§ **WHAT YOU SHOULD DO**:
Below are the records; copy exactly the stretch from the line containing "Text message body" through the line containing "Hop limit (0..7)", both ends included, and nothing else.

[Collected data]
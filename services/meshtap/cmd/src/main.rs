//! meshtap: decode, record and craft LoRa mesh traffic.
//!
//! Subcommands:
//!
//! - `decode`  replay a capture file through the codec and store the records
//! - `record`  frame a sniffer's serial stream into a capture file
//! - `bridge`  decode bridge messages saved one per file
//! - `encode`  build a radio frame or bridge message from an application body
//! - `nodes`   list node identities held by the record store

use anyhow::{anyhow, bail, Context, Result};
use bytes::BytesMut;
use clap::{Args as ClapArgs, Parser, Subcommand};
use meshtap_capture::{CaptureReader, CaptureWriter, SerialFramer, LINKTYPE_LORATAP};
use meshtap_proto::PortNum;
use meshtap_storage::open_sink;
use meshtap_wire::{
    decode_capture_frame, ApplicationRecord, CaptureFrame, CaptureHeader, ChannelKey,
    DecryptedPayload, FrameBuilder, MeshHeader, PacketFlags,
};
use std::io::{Read, Write};
use std::path::{Path, PathBuf};
use tokio::io::{AsyncRead, AsyncReadExt};
use tokio_serial::{DataBits, Parity, SerialPortBuilderExt, SerialStream, StopBits};
use tracing_subscriber::EnvFilter;

#[macro_use]
mod logging;
mod config;
mod ingest;

use config::{ConfigSource, MeshtapConfig};
use ingest::{describe, Ingest, IngestStats};
use logging::MeshtapLogFormatter;

/// Read from stdin or write to stdout instead of a file
const STDIO: &str = "-";

/// Sniffer serial line speed
const DEFAULT_BAUD_RATE: u32 = 9600;

/// LoRa mesh packet decoder and capture tool
#[derive(Parser, Debug)]
#[command(name = "meshtap", version, about = "LoRa mesh packet decoder and capture tool")]
struct Args {
    /// Path to a YAML configuration file
    #[arg(long, global = true)]
    config: Option<PathBuf>,

    /// Log level (trace, debug, info, warn, error)
    #[arg(long, global = true)]
    log_level: Option<String>,

    /// Channel key as base64 text; empty for an unencrypted channel
    #[arg(long, global = true)]
    channel_key: Option<String>,

    /// Record storage mode (memory, file)
    #[arg(long, global = true)]
    storage_mode: Option<String>,

    /// Data directory for file storage
    #[arg(long, global = true)]
    data_dir: Option<PathBuf>,

    #[command(subcommand)]
    command: Command,
}

#[derive(Subcommand, Debug)]
enum Command {
    /// Decode a capture file and store the records
    Decode {
        /// Capture file, or `-` for stdin
        input: String,

        /// Print stored records as JSON lines
        #[arg(long)]
        json: bool,
    },

    /// Record frames from a serial sniffer into a capture file
    Record {
        /// Serial port; the first available port when omitted
        #[arg(long, short)]
        port: Option<String>,

        /// Serial line speed (8N1)
        #[arg(long, default_value_t = DEFAULT_BAUD_RATE)]
        baud: u32,

        /// Read raw sniffer bytes from a file, or `-` for stdin, instead of a port
        #[arg(long, short, conflicts_with = "port")]
        input: Option<String>,

        /// Capture file, or `-` for stdout; defaults to a timestamped name
        #[arg(long, short)]
        out: Option<String>,

        /// Log a summary of each recorded frame
        #[arg(long)]
        show: bool,
    },

    /// Decode bridge messages, one message per file
    Bridge {
        /// Files holding one raw bridge message each
        #[arg(required = true)]
        files: Vec<PathBuf>,

        /// Print stored records as JSON lines
        #[arg(long)]
        json: bool,
    },

    /// Encode an application body into a frame
    Encode(EncodeArgs),

    /// List stored node identities
    Nodes,
}

#[derive(ClapArgs, Debug)]
struct EncodeArgs {
    /// Source node (`!hex`, `0x` hex or decimal)
    #[arg(long, value_parser = parse_node_id)]
    src: u32,

    /// Destination node; broadcast when omitted
    #[arg(long, value_parser = parse_node_id, default_value = "!ffffffff")]
    dst: u32,

    /// Packet id
    #[arg(long, default_value_t = 1)]
    id: u32,

    /// Text message body
    #[arg(long, conflicts_with_all = ["app", "fields"])]
    text: Option<String>,

    /// Application name or number for a structured body
    #[arg(long, value_parser = parse_message_type, requires = "fields")]
    app: Option<u32>,

    /// Structured body as JSON
    #[arg(long, requires = "app")]
    fields: Option<String>,

    /// Ask the destination to reply
    #[arg(long)]
    want_response: bool,

    /// Hop limit (0..7)
    #[arg(long, default_value_t = 3)]
    hop_limit: u8,

    /// Channel frequency in Hz
    #[arg(long, default_value_t = 906_875_000)]
    frequency: u32,

    /// Channel bandwidth code (125 kHz steps)
    #[arg(long, default_value_t = 2)]
    bandwidth_code: u8,

    /// Spreading factor
    #[arg(long, default_value_t = 11)]
    sf: u8,

    /// Emit a bridge message instead of a capture file
    #[arg(long)]
    bridge: bool,

    /// Channel name carried in the bridge message
    #[arg(long, default_value = "LongFast")]
    channel_id: String,

    /// Gateway id carried in the bridge message
    #[arg(long, default_value = "!00000000")]
    gateway_id: String,

    /// Output file, or `-` for stdout
    #[arg(long, short, default_value = STDIO)]
    out: String,
}

/// Parse a node id written as `!hex`, `0x` hex or decimal
fn parse_node_id(value: &str) -> Result<u32, String> {
    let parsed = if let Some(hex) = value.strip_prefix('!') {
        u32::from_str_radix(hex, 16)
    } else if let Some(hex) = value.strip_prefix("0x").or_else(|| value.strip_prefix("0X")) {
        u32::from_str_radix(hex, 16)
    } else {
        value.parse::<u32>()
    };
    parsed.map_err(|e| format!("invalid node id {:?}: {}", value, e))
}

§ **OUTPUT OF THE EXERCISE**:
    /// Text message body
    #[arg(long, conflicts_with_all = ["app", "fields"])]
    text: Option<String>,

    /// Application name or number for a structured body
    #[arg(long, value_parser = parse_message_type, requires = "fields")]
    app: Option<u32>,

    /// Structured body as JSON
    #[arg(long, requires = "app")]
    fields: Option<String>,

    /// Ask the destination to reply
    #[arg(long)]
    want_response: bool,

    /// Hop limit (0..7)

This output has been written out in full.